What is Cannabis Hyperemesis Syndrome?
Cannabis hyperemesis syndrome (CHS) is a disorder of gut-brain interaction characterized by recurrent episodes of severe nausea, cyclic vomiting, and abdominal pain that occurs in chronic, heavy cannabis users and is uniquely associated with compulsive hot water bathing behavior to relieve symptoms. 1
Clinical Definition and Classification
CHS has been formally recognized in the Rome IV classification of functional gastrointestinal disorders since 2016 as a brain-gut axis disorder 1. The syndrome represents a paradoxical response to cannabis, where a substance typically used as an antiemetic becomes pro-emetic at higher doses with chronic use 2.
Key Clinical Features
The syndrome presents with three cardinal features 1:
- Stereotypical episodic vomiting resembling cyclic vomiting syndrome (CVS), occurring 3 or more times annually
- Chronic heavy cannabis use for more than 1 year before symptom onset, typically 4 or more times per week
- Compulsive hot water bathing (prolonged hot baths or showers) to relieve symptoms - reported in 71% of patients
Typical Patient Profile
Based on systematic review of 271 cases 1:
- Mean age: 30 years
- 69% male
- Mean duration of cannabis use before symptoms: 6.6 years
- Daily cannabis use: 68% of cases
- Hot water bathing behavior: 71% of cases
Pathophysiology
The mechanism involves dysregulation of the endocannabinoid system 1:
Central mechanism: THC activates CB1 receptors in the dorsal vagal complex of the brain, which controls emesis. Chronic stimulation leads to loss of negative feedback on the hypothalamic-pituitary-adrenal axis, resulting in increased vagal nerve discharges that trigger vomiting.
Peripheral mechanism: Activation of peripheral CB1 receptors affects gastric motility, emptying, and acid secretion, contributing to gastrointestinal symptoms.
Hot water bathing: The thermoregulatory function of endocannabinoids may explain why patients compulsively seek hot water, as it activates transient receptor potential vanilloid type 1 (TRPV1) receptors that provide symptom relief 1.
Diagnostic Criteria
The following three criteria must be met for diagnosis 1:
Clinical features: Stereotypical episodic vomiting with frequency ≥3 times annually
Cannabis use patterns:
- Duration >1 year before symptom onset
- Frequency >4 times per week on average
Cannabis cessation: Resolution of symptoms after abstinence for ≥6 months, or duration equal to 3 typical vomiting cycles
Important Diagnostic Considerations
CHS should be suspected in any patient presenting with chronic nausea and vomiting who uses cannabis 1. The diagnosis is often delayed by 3-6 years due to lack of physician awareness 3, leading to extensive unnecessary testing and increased healthcare costs.
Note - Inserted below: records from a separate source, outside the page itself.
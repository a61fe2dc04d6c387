use crate::config::settings::AppConfig;
use crate::infrastructure::storage::BlobStore;
use crate::modules::clip::repository::ClipStore;
use crate::workers::scheduler::JobScheduler;
use std::sync::Arc;

#[derive(Clone)]
pub struct AppState {
    pub config: AppConfig,
    pub clips: Arc<dyn ClipStore>,
    pub blobs: Arc<dyn BlobStore>,
    pub scheduler: Arc<JobScheduler>,
}

impl AppState {
    pub fn new(
        config: AppConfig,
        clips: Arc<dyn ClipStore>,
        blobs: Arc<dyn BlobStore>,
        scheduler: Arc<JobScheduler>,
    ) -> Self {
        Self {
            config,
            clips,
            blobs,
            scheduler,
        }
    }
}
use std::env;
use std::str::FromStr;
use tracing::warn;

pub enum EnvKey {
    ServerPort,
    BlobProxyPort,
    DatabaseUrl,
    MinioUrl,
    MinioBucket,
    MinioAccessKey,
    MinioSecretKey,
    JwtSecret,
    MaxUploadSizeBytes,
    TranscoderWorkers,
    TranscoderBacklog,
    TranscoderQueuePolicy,
    ProgressShards,
    FfmpegPath,
    FfprobePath,
}

impl EnvKey {
    pub fn as_str(&self) -> &'static str {
        match self {
            EnvKey::ServerPort => "APP_PORT",
            EnvKey::BlobProxyPort => "BLOB_PROXY_PORT",
            EnvKey::DatabaseUrl => "DATABASE_URL",
            EnvKey::MinioUrl => "MINIO_ENDPOINT",
            EnvKey::MinioBucket => "MINIO_BUCKET_CLIPS",
            EnvKey::MinioAccessKey => "AWS_ACCESS_KEY_ID",
            EnvKey::MinioSecretKey => "AWS_SECRET_ACCESS_KEY",
            EnvKey::JwtSecret => "JWT_SECRET",
            EnvKey::MaxUploadSizeBytes => "MAX_UPLOAD_SIZE_BYTES",
            EnvKey::TranscoderWorkers => "TRANSCODER_WORKERS",
            EnvKey::TranscoderBacklog => "TRANSCODER_BACKLOG",
            EnvKey::TranscoderQueuePolicy => "TRANSCODER_QUEUE_POLICY",
            EnvKey::ProgressShards => "PROGRESS_SHARDS",
            EnvKey::FfmpegPath => "FFMPEG_PATH",
            EnvKey::FfprobePath => "FFPROBE_PATH",
        }
    }
}

pub fn get(key: EnvKey) -> Result<String, env::VarError> {
    env::var(key.as_str())
}

pub fn get_or(key: EnvKey, default: &str) -> String {
    env::var(key.as_str()).unwrap_or_else(|_| default.to_string())
}

/// Parses `key`, falling back to `default` when it is unset or unparsable.
/// An unparsable value is logged so a typo does not pass silently.
pub fn get_parsed<T: FromStr>(key: EnvKey, default: T) -> T {
    let name = key.as_str();
    match get(key) {
        Ok(val) => val.parse::<T>().unwrap_or_else(|_| {
            warn!(key = name, value = %val, "Invalid value, using default");
            default
        }),
        Err(_) => default,
    }
}

#[cfg(test)]
mod tests {
    use super::*;
    use crate::workers::scheduler::QueuePolicy;

    #[test]
    fn unparsable_values_fall_back_to_the_default() {
        // Only this test touches these variables.
        unsafe {
            env::set_var(EnvKey::TranscoderQueuePolicy.as_str(), "rejct");
            env::set_var(EnvKey::ProgressShards.as_str(), "ten");
        }

        assert_eq!(
            get_parsed(EnvKey::TranscoderQueuePolicy, QueuePolicy::Block),
            QueuePolicy::Block
        );
        assert_eq!(get_parsed(EnvKey::ProgressShards, 10usize), 10);

        unsafe {
            env::set_var(EnvKey::TranscoderQueuePolicy.as_str(), "reject");
            env::set_var(EnvKey::ProgressShards.as_str(), "16");
        }

        assert_eq!(
            get_parsed(EnvKey::TranscoderQueuePolicy, QueuePolicy::Block),
            QueuePolicy::Reject
        );
        assert_eq!(get_parsed(EnvKey::ProgressShards, 10usize), 16);
    }
}
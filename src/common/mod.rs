pub mod hash_id;
pub mod response;
pub mod upload;
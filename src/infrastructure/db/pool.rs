use sqlx::postgres::{PgConnectOptions, PgPoolOptions};
use sqlx::{ConnectOptions, Pool, Postgres};
use std::str::FromStr;
use std::time::Duration;
use tracing::info;
use tracing::log::LevelFilter;

pub type DbPool = Pool<Postgres>;

pub async fn connect_to_db(connection_string: &str) -> Result<DbPool, sqlx::Error> {
    let options = PgConnectOptions::from_str(connection_string)?
        .log_statements(LevelFilter::Debug);

    let pool = PgPoolOptions::new()
        .max_connections(20)
        .min_connections(5)
        .acquire_timeout(Duration::from_secs(5))
        .idle_timeout(Duration::from_secs(600))
        .connect_with(options)
        .await?;

    info!("✅ Connected to PostgreSQL");
    Ok(pool)
}

pub async fn run_migrations(pool: &DbPool) -> Result<(), sqlx::migrate::MigrateError> {
    sqlx::migrate!("./migrations").run(pool).await?;
    info!("✅ Database migrations applied");
    Ok(())
}
use super::dto::{
    ClipResponse, CreateClipRequest, DEFAULT_PAGE_SIZE, MAX_PAGE_SIZE, ProgressResponse,
    SEARCH_LIMIT, UpdateClipRequest,
};
use super::model::{Clip, ClipChanges, NewClip};
use super::repository::RepositoryError;
use super::transaction::{UploadError, UploadTransaction};
use crate::common::hash_id::HashId;
use crate::common::response::ApiError;
use crate::infrastructure::storage::BlobBody;
use crate::state::AppState;
use crate::workers::scheduler::SchedulerError;
use axum::http::StatusCode;
use std::collections::HashMap;
use tracing::{error, info, warn};
use validator::Validate;

#[derive(Debug, thiserror::Error)]
pub enum ClipError {
    #[error("Clip not found")]
    NotFound,
    #[error("You do not own this clip")]
    Forbidden,
    #[error("{0}")]
    Invalid(String),
    #[error("Video too large")]
    TooLarge,
    #[error(transparent)]
    Upload(UploadError),
    #[error(transparent)]
    Repository(#[from] RepositoryError),
    #[error(transparent)]
    Scheduler(#[from] SchedulerError),
}

impl From<UploadError> for ClipError {
    fn from(e: UploadError) -> Self {
        match e {
            UploadError::TooLarge { .. } => Self::TooLarge,
            other => Self::Upload(other),
        }
    }
}

impl From<validator::ValidationErrors> for ClipError {
    fn from(e: validator::ValidationErrors) -> Self {
        Self::Invalid(e.to_string())
    }
}

impl From<ClipError> for ApiError {
    fn from(e: ClipError) -> Self {
        let status = match &e {
            ClipError::NotFound => StatusCode::NOT_FOUND,
            ClipError::Forbidden => StatusCode::FORBIDDEN,
            ClipError::Invalid(_) => StatusCode::BAD_REQUEST,
            ClipError::TooLarge => StatusCode::PAYLOAD_TOO_LARGE,
            ClipError::Scheduler(SchedulerError::BacklogFull { .. }) => {
                StatusCode::SERVICE_UNAVAILABLE
            }
            ClipError::Upload(_) | ClipError::Repository(_) | ClipError::Scheduler(_) => {
                error!(error = %e, "Clip request failed");
                return ApiError(
                    "Internal Server Error".to_string(),
                    StatusCode::INTERNAL_SERVER_ERROR,
                );
            }
        };
        ApiError(e.to_string(), status)
    }
}

/// What a list or search returned; an empty page is answered with 204.
pub enum Page {
    Empty,
    Clips(Vec<ClipResponse>),
}

impl From<Vec<Clip>> for Page {
    fn from(clips: Vec<Clip>) -> Self {
        if clips.is_empty() {
            Self::Empty
        } else {
            Self::Clips(clips.into_iter().map(ClipResponse::from).collect())
        }
    }
}

pub enum Progress {
    /// None of the requested clips exists.
    Unknown,
    /// The clips exist but none is being tracked.
    Idle,
    Tracked(ProgressResponse),
}

pub struct ClipService;

impl ClipService {
    /// Saga: row + raw blob, commit, then hand the clip to the scheduler.
    pub async fn upload(
        state: &AppState,
        creator_id: i64,
        req: CreateClipRequest,
        video: BlobBody<'_>,
    ) -> Result<ClipResponse, ClipError> {
        req.validate()?;
        let draft = NewClip::from(req);

        let mut tx = UploadTransaction::begin(
            state.clips.as_ref(),
            state.blobs.clone(),
            &draft,
            creator_id,
            state.config.max_upload_size_bytes,
        )
        .await?;

        let result = Self::store_and_commit(&mut tx, video).await;

        // No-op once committed.
        if let Err(e) = tx.rollback().await {
            warn!(clip_id = tx.clip().id, error = %e, "Upload rollback was incomplete");
        }
        result?;

        let clip = tx.clip().clone();
        info!(clip_id = clip.id, creator_id, "📼 Clip uploaded");

        // The row is committed with processing set, so recovery picks it up
        // on the next start if queueing fails here.
        state.scheduler.queue(clip.clone()).await?;

        Ok(clip.into())
    }

    async fn store_and_commit(
        tx: &mut UploadTransaction,
        video: BlobBody<'_>,
    ) -> Result<(), UploadError> {
        let written = tx.upload_raw(video).await?;
        tx.commit().await?;
        info!(clip_id = tx.clip().id, bytes = written, "Stored raw upload");
        Ok(())
    }

    pub async fn get(state: &AppState, id: HashId) -> Result<ClipResponse, ClipError> {
        let clip = state.clips.find(id.0).await?.ok_or(ClipError::NotFound)?;
        Ok(clip.into())
    }

    pub async fn list(
        state: &AppState,
        before: Option<HashId>,
        limit: Option<i64>,
    ) -> Result<Page, ClipError> {
        let limit = limit.unwrap_or(DEFAULT_PAGE_SIZE).clamp(1, MAX_PAGE_SIZE);
        let clips = state.clips.list(before.map(|id| id.0), limit).await?;
        Ok(clips.into())
    }

    pub async fn search(state: &AppState, query: &str) -> Result<Page, ClipError> {
        let query = query.trim();
        if query.is_empty() {
            return Ok(Page::Empty);
        }
        let clips = state.clips.search(query, SEARCH_LIMIT).await?;
        Ok(clips.into())
    }

    pub async fn progress(state: &AppState, ids: &[HashId]) -> Result<Progress, ClipError> {
        let ids: Vec<i64> = ids.iter().map(|id| id.0).collect();
        let clips = state.clips.find_many(&ids).await?;
        if clips.is_empty() {
            return Ok(Progress::Unknown);
        }

        let tracked: HashMap<HashId, i32> = clips
            .iter()
            .filter(|clip| clip.processing)
            .filter_map(|clip| {
                state
                    .scheduler
                    .progress(clip.id)
                    .map(|percent| (HashId(clip.id), percent))
            })
            .collect();

        if tracked.is_empty() {
            return Ok(Progress::Idle);
        }
        Ok(Progress::Tracked(ProgressResponse { clips: tracked }))
    }

    async fn owned(state: &AppState, id: i64, user_id: i64) -> Result<Clip, ClipError> {
        let clip = state.clips.find(id).await?.ok_or(ClipError::NotFound)?;
        if clip.creator_id != user_id {
            return Err(ClipError::Forbidden);
        }
        Ok(clip)
    }

    pub async fn update(
        state: &AppState,
        id: HashId,
        user_id: i64,
        req: UpdateClipRequest,
    ) -> Result<ClipResponse, ClipError> {
        req.validate()?;
        Self::owned(state, id.0, user_id).await?;

        let clip = state
            .clips
            .update(id.0, &ClipChanges::from(req))
            .await?
            .ok_or(ClipError::NotFound)?;

        Ok(clip.into())
    }

    pub async fn delete(state: &AppState, id: HashId, user_id: i64) -> Result<(), ClipError> {
        Self::owned(state, id.0, user_id).await?;
        state.clips.delete(id.0).await?;
        info!(clip_id = id.0, "🗑️ Clip deleted");
        Ok(())
    }
}

#[cfg(test)]
mod tests {
    use super::*;
    use crate::infrastructure::storage::BlobKey;
    use crate::testing::{MemoryBlobStore, MemoryClipStore, test_state};
    use crate::workers::progress::QUEUED;
    use std::sync::Arc;

    fn body(bytes: &'static [u8]) -> BlobBody<'static> {
        Box::pin(bytes)
    }

    fn request(title: &str) -> CreateClipRequest {
        CreateClipRequest {
            title: title.to_string(),
            description: String::new(),
        }
    }

    #[tokio::test]
    async fn upload_commits_stores_and_queues() {
        let clips = Arc::new(MemoryClipStore::default());
        let blobs = Arc::new(MemoryBlobStore::default());
        let state = test_state(clips.clone(), blobs.clone(), 64);

        let clip = ClipService::upload(&state, 4, request("first"), body(b"video"))
            .await
            .unwrap();

        let id = clip.id.0;
        assert!(clips.row(id).unwrap().processing);
        assert_eq!(blobs.object(&BlobKey::raw(id)), Some(b"video".to_vec()));
        // The scheduler has not been started, so the clip waits in the backlog.
        assert_eq!(state.scheduler.progress(id), Some(QUEUED));
    }

    #[tokio::test]
    async fn oversized_upload_leaves_nothing_behind() {
        let clips = Arc::new(MemoryClipStore::default());
        let blobs = Arc::new(MemoryBlobStore::default());
        let state = test_state(clips.clone(), blobs.clone(), 4);

        let err = ClipService::upload(&state, 4, request("big"), body(b"12345"))
            .await
            .unwrap_err();

        assert!(matches!(err, ClipError::TooLarge));
        assert!(clips.row(1).is_none());
        assert!(!blobs.contains(&BlobKey::raw(1)));
        assert_eq!(state.scheduler.progress(1), None);

        let api: ApiError = err.into();
        assert_eq!(api.1, StatusCode::PAYLOAD_TOO_LARGE);
    }

    #[tokio::test]
    async fn invalid_metadata_is_rejected_before_anything_is_written() {
        let clips = Arc::new(MemoryClipStore::default());
        let blobs = Arc::new(MemoryBlobStore::default());
        let state = test_state(clips.clone(), blobs.clone(), 64);

        let err = ClipService::upload(&state, 4, request(""), body(b"v"))
            .await
            .unwrap_err();

        assert!(matches!(err, ClipError::Invalid(_)));
        assert!(clips.row(1).is_none());
    }

    #[tokio::test]
    async fn only_the_owner_may_update_or_delete() {
        let clips = Arc::new(MemoryClipStore::default());
        let state = test_state(clips.clone(), Arc::default(), 64);
        let clip = clips.seed(7, "mine", false);

        let change = || UpdateClipRequest {
            title: Some("renamed".to_string()),
            description: None,
        };

        let err = ClipService::update(&state, HashId(clip.id), 8, change())
            .await
            .unwrap_err();
        assert!(matches!(err, ClipError::Forbidden));

        let updated = ClipService::update(&state, HashId(clip.id), 7, change())
            .await
            .unwrap();
        assert_eq!(updated.title, "renamed");

        assert!(matches!(
            ClipService::delete(&state, HashId(clip.id), 8).await,
            Err(ClipError::Forbidden)
        ));
        ClipService::delete(&state, HashId(clip.id), 7).await.unwrap();
        assert!(clips.row(clip.id).is_none());
    }

    #[tokio::test]
    async fn progress_distinguishes_unknown_idle_and_tracked() {
        let clips = Arc::new(MemoryClipStore::default());
        let state = test_state(clips.clone(), Arc::default(), 64);

        assert!(matches!(
            ClipService::progress(&state, &[HashId(99)]).await.unwrap(),
            Progress::Unknown
        ));

        let done = clips.seed(1, "done", false);
        assert!(matches!(
            ClipService::progress(&state, &[HashId(done.id)]).await.unwrap(),
            Progress::Idle
        ));

        let pending = clips.seed(1, "pending", true);
        state.scheduler.queue(pending.clone()).await.unwrap();

        match ClipService::progress(&state, &[HashId(done.id), HashId(pending.id)])
            .await
            .unwrap()
        {
            Progress::Tracked(res) => {
                assert_eq!(res.clips.len(), 1);
                assert_eq!(res.clips[&HashId(pending.id)], QUEUED);
            }
            _ => panic!("expected tracked progress"),
        }
    }

    #[tokio::test]
    async fn list_pages_newest_first() {
        let clips = Arc::new(MemoryClipStore::default());
        let state = test_state(clips.clone(), Arc::default(), 64);

        assert!(matches!(
            ClipService::list(&state, None, None).await.unwrap(),
            Page::Empty
        ));

        for title in ["a", "b", "c"] {
            clips.seed(1, title, false);
        }

        let Page::Clips(page) = ClipService::list(&state, Some(HashId(3)), Some(5))
            .await
            .unwrap()
        else {
            panic!("expected clips");
        };
        let titles: Vec<&str> = page.iter().map(|c| c.title.as_str()).collect();
        assert_eq!(titles, vec!["b", "a"]);
    }
}
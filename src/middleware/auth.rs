use crate::common::hash_id::HashId;
use crate::common::response::ApiError;
use crate::state::AppState;
use axum::{
    extract::{Request, State},
    http::header,
    middleware::Next,
    response::Response,
};
use jsonwebtoken::{DecodingKey, Validation, decode};
use serde::{Deserialize, Serialize};
use tracing::debug;

/// Claims of a bearer token issued by the account service.
#[derive(Debug, Serialize, Deserialize, Clone)]
pub struct TokenClaims {
    pub sub: HashId,
    pub exp: usize,
}

/// The authenticated caller, available to handlers behind `auth_middleware`.
#[derive(Debug, Clone, Copy, PartialEq, Eq)]
pub struct CurrentUser {
    pub id: i64,
}

fn bearer_token(req: &Request) -> Option<&str> {
    req.headers()
        .get(header::AUTHORIZATION)
        .and_then(|value| value.to_str().ok())
        .and_then(|value| value.strip_prefix("Bearer "))
        .map(str::trim)
        .filter(|token| !token.is_empty())
}

pub async fn auth_middleware(
    State(state): State<AppState>,
    mut req: Request,
    next: Next,
) -> Result<Response, ApiError> {
    let token = bearer_token(&req)
        .ok_or_else(|| ApiError::unauthorized("Unauthorized: Missing or invalid token"))?;

    let claims = decode::<TokenClaims>(
        token,
        &DecodingKey::from_secret(state.config.jwt_secret.as_bytes()),
        &Validation::default(),
    )
    .map_err(|e| {
        debug!(error = %e, "Rejected bearer token");
        ApiError::unauthorized("Unauthorized: Invalid token signature")
    })?
    .claims;

    req.extensions_mut().insert(CurrentUser { id: claims.sub.0 });

    Ok(next.run(req).await)
}

#[cfg(test)]
pub fn issue_token(user_id: i64, secret: &str) -> String {
    use jsonwebtoken::{EncodingKey, Header, encode};

    let exp = (time::OffsetDateTime::now_utc().unix_timestamp() + 3600) as usize;
    let claims = TokenClaims {
        sub: HashId(user_id),
        exp,
    };
    encode(
        &Header::default(),
        &claims,
        &EncodingKey::from_secret(secret.as_bytes()),
    )
    .unwrap()
}
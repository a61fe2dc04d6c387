use crate::state::AppState;
use axum::Router;
use tower_http::trace::TraceLayer;

pub fn create_app(state: AppState) -> Router {
    crate::routes::configure_routes(state.clone())
        .layer(TraceLayer::new_for_http())
        .with_state(state)
}

/// Internal listener the media tools read from and write to.
pub fn create_blob_proxy(state: AppState) -> Router {
    crate::modules::blob::router()
        .layer(TraceLayer::new_for_http())
        .with_state(state)
}
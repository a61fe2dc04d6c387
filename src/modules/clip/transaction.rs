//! Upload of a new clip as a two-participant saga.
//!
//! The clip row is inserted inside an open metadata transaction, then the raw
//! body is streamed to the blob store. [`UploadTransaction::commit`] only
//! commits the row; from then on the raw blob belongs to the transcoding
//! pipeline. [`UploadTransaction::rollback`] compensates by deleting the raw
//! blob and rolling the row back, and is a no-op once committed, so callers
//! run it on every exit path.
//!
//! A crash between the blob write and the commit leaves an unreferenced raw
//! blob behind. A committed row never points at a compensated blob.

use super::model::{Clip, NewClip};
use super::repository::{ClipStore, PendingInsert, RepositoryError};
use crate::infrastructure::storage::{BlobBody, BlobKey, BlobStore, StorageError};
use std::sync::Arc;
use tokio::io::AsyncReadExt;
use tracing::{debug, warn};

#[derive(Debug, thiserror::Error)]
pub enum UploadError {
    #[error("upload exceeds the limit of {limit} bytes")]
    TooLarge { limit: u64 },
    #[error("upload transaction was already rolled back")]
    RolledBack,
    #[error(transparent)]
    Storage(#[from] StorageError),
    #[error(transparent)]
    Repository(#[from] RepositoryError),
}

#[derive(Debug, Clone, Copy, PartialEq, Eq)]
enum Phase {
    Open,
    Committed,
    RolledBack,
}

pub struct UploadTransaction {
    clip: Clip,
    pending: Option<Box<dyn PendingInsert>>,
    blobs: Arc<dyn BlobStore>,
    max_bytes: u64,
    phase: Phase,
}

impl UploadTransaction {
    pub async fn begin(
        clips: &dyn ClipStore,
        blobs: Arc<dyn BlobStore>,
        draft: &NewClip,
        creator_id: i64,
        max_bytes: u64,
    ) -> Result<Self, UploadError> {
        let (clip, pending) = clips.begin_insert(draft, creator_id).await?;
        debug!(clip_id = clip.id, creator_id, "Opened upload transaction");

        Ok(Self {
            clip,
            pending: Some(pending),
            blobs,
            max_bytes,
            phase: Phase::Open,
        })
    }

    pub fn clip(&self) -> &Clip {
        &self.clip
    }

    /// Streams `body` to `(id, "raw")`. At most `max_bytes + 1` bytes are read;
    /// seeing that extra byte means the source had more data than allowed.
    pub async fn upload_raw(&mut self, body: BlobBody<'_>) -> Result<u64, UploadError> {
        if self.phase != Phase::Open {
            return Err(UploadError::RolledBack);
        }

        let limited: BlobBody<'_> = Box::pin(body.take(self.max_bytes.saturating_add(1)));
        let written = self.blobs.put(&BlobKey::raw(self.clip.id), limited).await?;

        if written > self.max_bytes {
            return Err(UploadError::TooLarge {
                limit: self.max_bytes,
            });
        }

        Ok(written)
    }

    /// Commits the row. The raw blob is left untouched.
    pub async fn commit(&mut self) -> Result<(), UploadError> {
        match self.phase {
            Phase::Committed => return Ok(()),
            Phase::RolledBack => return Err(UploadError::RolledBack),
            Phase::Open => {}
        }

        let pending = self.pending.take().ok_or(UploadError::RolledBack)?;
        pending.commit().await?;
        self.phase = Phase::Committed;

        Ok(())
    }

    pub async fn rollback(&mut self) -> Result<(), UploadError> {
        if self.phase != Phase::Open {
            return Ok(());
        }

        let compensation = self.blobs.delete(&BlobKey::raw(self.clip.id)).await;
        if let Err(e) = &compensation {
            warn!(clip_id = self.clip.id, error = %e, "Failed to delete raw upload during rollback");
        }

        if let Some(pending) = self.pending.take() {
            pending.rollback().await?;
        }

        compensation?;
        self.phase = Phase::RolledBack;
        debug!(clip_id = self.clip.id, "Rolled back upload transaction");

        Ok(())
    }
}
Epidemiology and Rising Prevalence
The prevalence of CHS is increasing dramatically 1:
- ED visits for CHS doubled between 2017 and 2021 in North America
- Highest prevalence in the 16-34 age group
- Rising incidence correlates with increased THC concentration in cannabis products and legalization of recreational cannabis
- An estimated 48.2 million people used cannabis in the United States in 2019
Critical caveat: CHS remains widely unrecognized by clinicians globally, resulting in frequent misdiagnosis as CVS, gastroparesis, or other functional GI disorders 4, 3.
Differential Diagnosis
After excluding life-threatening conditions (acute abdomen, bowel obstruction, mesenteric ischemia, pancreatitis, myocardial infarction), consider 1:
- Cyclic vomiting syndrome (CVS) - most similar presentation
- Cannabinoid withdrawal syndrome (CWS) - occurs with cessation, not ongoing use
- Gastroparesis
- Rumination syndrome
- Pregnancy-related nausea/vomiting
- Migraine-associated vomiting
- Functional chronic nausea and vomiting syndrome
Key distinguishing feature: While hot water bathing is reported in CVS (44% vs 19% in chronic nausea/vomiting syndrome), it is significantly more common and compulsive in CHS (71% of cases) 1.
Clinical Significance
The paradox of CHS: Patients typically report that cannabis helps relieve their symptoms, yet continued use perpetuates the syndrome 1. This creates a vicious cycle where patients increase cannabis use attempting to control symptoms, which actually worsens the condition.
The syndrome imposes substantial burden on healthcare systems through repeated ED visits, extensive diagnostic workups, and hospitalizations for severe volume depletion 2. Recognition is becoming increasingly critical as cannabis legalization expands and THC potency in commercial products continues to rise 1.